Persistently increased gastrin and decreased pepsinogen concentrations in serum from some patients with Graves disease of triiodothyronine-predominant type and common type.
Fukao A. Takamatsu J. Shimamoto C. Kuma K. Ohsawa N.
First Department of Internal Medicine, Osaka Medical College, Takatsuki, Takatsuki-city, Japan.
This study aimed to investigate the cause of persistently increased serum gastrin concentration seen in some Graves' disease patients even when euthyroid during antithyroid drug treatment. The subjects studied consisted of three groups: 33 patients with a common-type of Graves' disease, 14 with triiodothyronine (T3)-predominant Graves' disease (characterized from previous studies as having potent immunologic abnormalities including greater concentrations of thyroid-stimulating antibodies together with larger goiter size), and a group of 20 normal subjects.
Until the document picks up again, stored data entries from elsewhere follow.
//! # barcodec
//!
//! A Rust library for reading and writing QR codes and linear barcodes. Symbols are
//! located in grayscale images, sampled and error corrected with Reed-Solomon codes
//! where the format carries them.
//!
//! ## Features
//!
//! - **QR Codes**: Versions 1-40, all error correction levels, ECI character sets,
//!   structured append and GS1 markers
//! - **Linear Barcodes**: EAN-13, EAN-8, UPC-A, UPC-E, Code 39, Code 93, Code 128,
//!   ITF and Codabar
//! - **Binarization**: Global histogram and local block based thresholding
//! - **Robust Detection**: Perspective correction, mirrored symbols, inverted images
//!   and rotated linear codes
//!
//! ## Quick Start
//!
//! ### Writing a Symbol
//!
//! ```rust
//! use barcodec::{encode, BarcodeFormat, ECLevel, EncodeHints};
//!
//! # fn main() -> Result<(), Box<dyn std::error::Error>> {
//! // Width and height of 0 give the smallest rendering, quiet zone included
//! let mut hints = EncodeHints::new();
//! hints.ec_level(ECLevel::M);
//! let matrix = encode("Hello, World!", BarcodeFormat::QrCode, 0, 0, &hints)?;
//!
//! let img = matrix.to_image(4);  // 4 pixels a module
//! assert_eq!(img.width() as usize, 4 * matrix.width());
//! # Ok(())
//! # }
//! ```
//!
//! ### Reading a Symbol
//!
//! ```rust
//! use barcodec::{decode_luma, encode, BarcodeFormat, DecodeHints, EncodeHints};
//!
//! # fn main() -> Result<(), Box<dyn std::error::Error>> {
//! let matrix = encode("5901234123457", BarcodeFormat::Ean13, 300, 60, &EncodeHints::new())?;
//! let img = matrix.to_image(1);
//! let (w, h) = img.dimensions();
//!
//! let mut hints = DecodeHints::new();
//! hints.possible_formats(&[BarcodeFormat::Ean13]);
//! let res = decode_luma(img.as_raw(), w as usize, h as usize, &hints)?;
//! assert_eq!(res.text(), "5901234123457");
//! # Ok(())
//! # }
//! ```
//!
//! ### Reading From a File
//!
//! ```rust,no_run
//! use barcodec::{decode_image, DecodeHints};
//!
//! # fn main() -> Result<(), Box<dyn std::error::Error>> {
//! let img = image::open("barcode.png")?;
//! let mut hints = DecodeHints::new();
//! hints.try_harder(true).also_inverted(true);
//!
//! let res = decode_image(&img, &hints)?;
//! println!("{}: {}", res.format(), res.text());
//! # Ok(())
//! # }
//! ```
//!
//! ## QR Code Components
//!
//! ### Error Correction Levels
//! - **L (Low)**: ~7% error correction
//! - **M (Medium)**: ~15% error correction
//! - **Q (Quartile)**: ~25% error correction
//! - **H (High)**: ~30% error correction
//!
//! ### Hints
//! Decoding is steered by [`DecodeHints`]: restricting the formats tried, spending more
//! time with `try_harder`, skipping detection for `pure_barcode` images or retrying on
//! the inverted image. Encoding takes [`EncodeHints`] for margins, QR version, mask and
//! error correction level, character set and Code 128 code set.

#![allow(clippy::items_after_test_module)]

pub mod builder;
pub(crate) mod common;
pub mod reader;

pub use builder::{MultiFormatWriter, QRBuilder, Writer};
pub use common::{
    bit_array::BitArray,
    bit_matrix::BitMatrix,
    charset::CharacterSetEci,
    error::{BarcodeError, BarcodeResult},
    format::BarcodeFormat,
    hints::{CodeSet, DecodeHints, EncodeHints},
    mask::MaskPattern,
    metadata::{ECLevel, Version},
    point::{Point, ResultPoint},
    result::{DecodedBarcode, DecoderResult, MetadataValue, ResultMetadataKey},
};
pub use reader::{
    BinaryBitmap, HybridBinarizer, Luma8Source, LuminanceSource, MultiFormatReader, Reader,
};

use image::DynamicImage;
use log::debug;

// Entry points
//------------------------------------------------------------------------------

/// Decodes the first symbol found in `source`
pub fn decode(source: &Luma8Source, hints: &DecodeHints) -> BarcodeResult<DecodedBarcode> {
    debug!("Decoding {}x{} image", source.width(), source.height());
    let image = BinaryBitmap::new(HybridBinarizer::new(source.clone()));
    MultiFormatReader::new(hints).decode_with_state(&image)
}

/// Decodes the first symbol found in `width` x `height` 8 bit grayscale pixels
pub fn decode_luma(
    pixels: &[u8],
    width: usize,
    height: usize,
    hints: &DecodeHints,
) -> BarcodeResult<DecodedBarcode> {
    let source = Luma8Source::from_luma(pixels, width, height)?;
    decode(&source, hints)
}

/// Decodes the first symbol found in `img`
pub fn decode_image(img: &DynamicImage, hints: &DecodeHints) -> BarcodeResult<DecodedBarcode> {
    let source = Luma8Source::try_from(img)?;
    decode(&source, hints)
}

/// Renders `text` as a symbol of `format`, scaled up to at least `width` x `height`. Set
/// modules are dark.
pub fn encode(
    text: &str,
    format: BarcodeFormat,
    width: usize,
    height: usize,
    hints: &EncodeHints,
) -> BarcodeResult<BitMatrix> {
    debug!("Encoding {} characters as {format}", text.chars().count());
    MultiFormatWriter.encode(text, format, width, height, hints)
}
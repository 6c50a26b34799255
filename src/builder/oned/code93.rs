use crate::common::error::{BarcodeError, BarcodeResult};
use crate::reader::oned::code93::{checksum_index, ALPHABET, ASTERISK_ENCODING, CHARACTER_ENCODINGS};

const MAX_LENGTH: usize = 80;

pub fn encode(contents: &str) -> BarcodeResult<Vec<bool>> {
    let mut contents = convert_to_extended(contents)?.into_bytes();
    if contents.len() > MAX_LENGTH {
        return Err(BarcodeError::illegal(format!(
            "Requested contents should be less than 80 digits long after converting to \
             extended encoding, but got {}",
            contents.len()
        )));
    }

    // Start, contents, two check characters, stop and the termination bar
    let mut res = vec![false; (contents.len() + 2 + 2) * 9 + 1];
    let mut pos = append_pattern(&mut res, 0, ASTERISK_ENCODING);
    for &c in &contents {
        pos += append_pattern(&mut res, pos, CHARACTER_ENCODINGS[alphabet_index(c)?]);
    }

    for max_weight in [20, 15] {
        let check = checksum_index(&contents, max_weight)?;
        pos += append_pattern(&mut res, pos, CHARACTER_ENCODINGS[check]);
        contents.push(ALPHABET[check]);
    }

    pos += append_pattern(&mut res, pos, ASTERISK_ENCODING);
    res[pos] = true;
    Ok(res)
}

fn alphabet_index(c: u8) -> BarcodeResult<usize> {
    ALPHABET
        .iter()
        .position(|&a| a == c)
        .ok_or_else(|| BarcodeError::illegal(format!("Bad character: {}", char::from(c))))
}

// Writes the nine modules of an encoding, most significant bit first
fn append_pattern(target: &mut [bool], pos: usize, encoding: u32) -> usize {
    for (i, module) in target[pos..pos + 9].iter_mut().enumerate() {
        *module = encoding & (1 << (8 - i)) != 0;
    }
    9
}

/// Rewrites characters outside the Code 93 alphabet as shift pairs, with the shift
/// characters written as `a` to `d`
fn convert_to_extended(contents: &str) -> BarcodeResult<String> {
    let mut extended = String::with_capacity(contents.len() * 2);
    for c in contents.chars() {
        let b = c as u32;
        let shifted =
            |shift: char, base: u8, offset: u32| [shift, char::from(base + (b - offset) as u8)];
        let pair = match c {
            '\0' => ['b', 'U'],
            '\u{1}'..='\u{1a}' => shifted('a', b'A', 1),
            '\u{1b}'..='\u{1f}' => shifted('b', b'A', 27),
            ' ' | '$' | '%' | '+' | '-'..='9' | 'A'..='Z' => {
                extended.push(c);
                continue;
            }
            '!'..=',' => shifted('c', b'A', 33),
            ':' => ['c', 'Z'],
            ';'..='?' => shifted('b', b'F', 59),
            '@' => ['b', 'V'],
            '['..='_' => shifted('b', b'K', 91),
            '`' => ['b', 'W'],
            'a'..='z' => shifted('d', b'A', 97),
            '{'..='\u{7f}' => shifted('b', b'P', 123),
            _ => {
                return Err(BarcodeError::illegal(format!(
                    "Requested content contains a non-encodable character: '{c}'"
                )))
            }
        };
        extended.extend(pair);
    }
    Ok(extended)
}
pub mod homography;
pub mod sampler;

// Rounds half away from zero, the way pixel coordinates are snapped everywhere in the
// readers
#[inline]
pub fn round(d: f32) -> i32 {
    (d + if d < 0.0 { -0.5 } else { 0.5 }) as i32
}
Fasting serum gastrin concentrations in common Graves' disease patients were significantly higher than those of normal subjects (58.4 +/- 38.9 pmol/L vs. 37.8 +/- 18.9 pmol/L [mean +/- SD], p < 0.05). The serum gastrin concentrations were even greater in T3-predominant Graves' disease patients than common Graves' disease patients (162.9 +/- 224.0 pmol/L vs. 58.4 +/- 38.9 pmol/L, p < .05). Serum pepsinogen I (PGI) concentrations were significantly lower in the T3-predominant patient group than the common Graves' group (24.0 +/- 12.9 ng/mL vs. 39.7 +/- 19.6 ng/mL, p < .05). Serum ratios of PG I to PG II were significantly lower in the T3-predominant Graves' disease patients than normal subjects (3.59 +/- 2.66 vs. 5.97 +/- 1.56, p < .01). The ratios also had a significant (p < .05) inverse correlation with serum gastrin concentrations in T3-predominant Graves' disease patients. The results suggest that autoimmune gastritis is associated with Graves' disease, particularly in patients with potent thyroid-autoimmunity.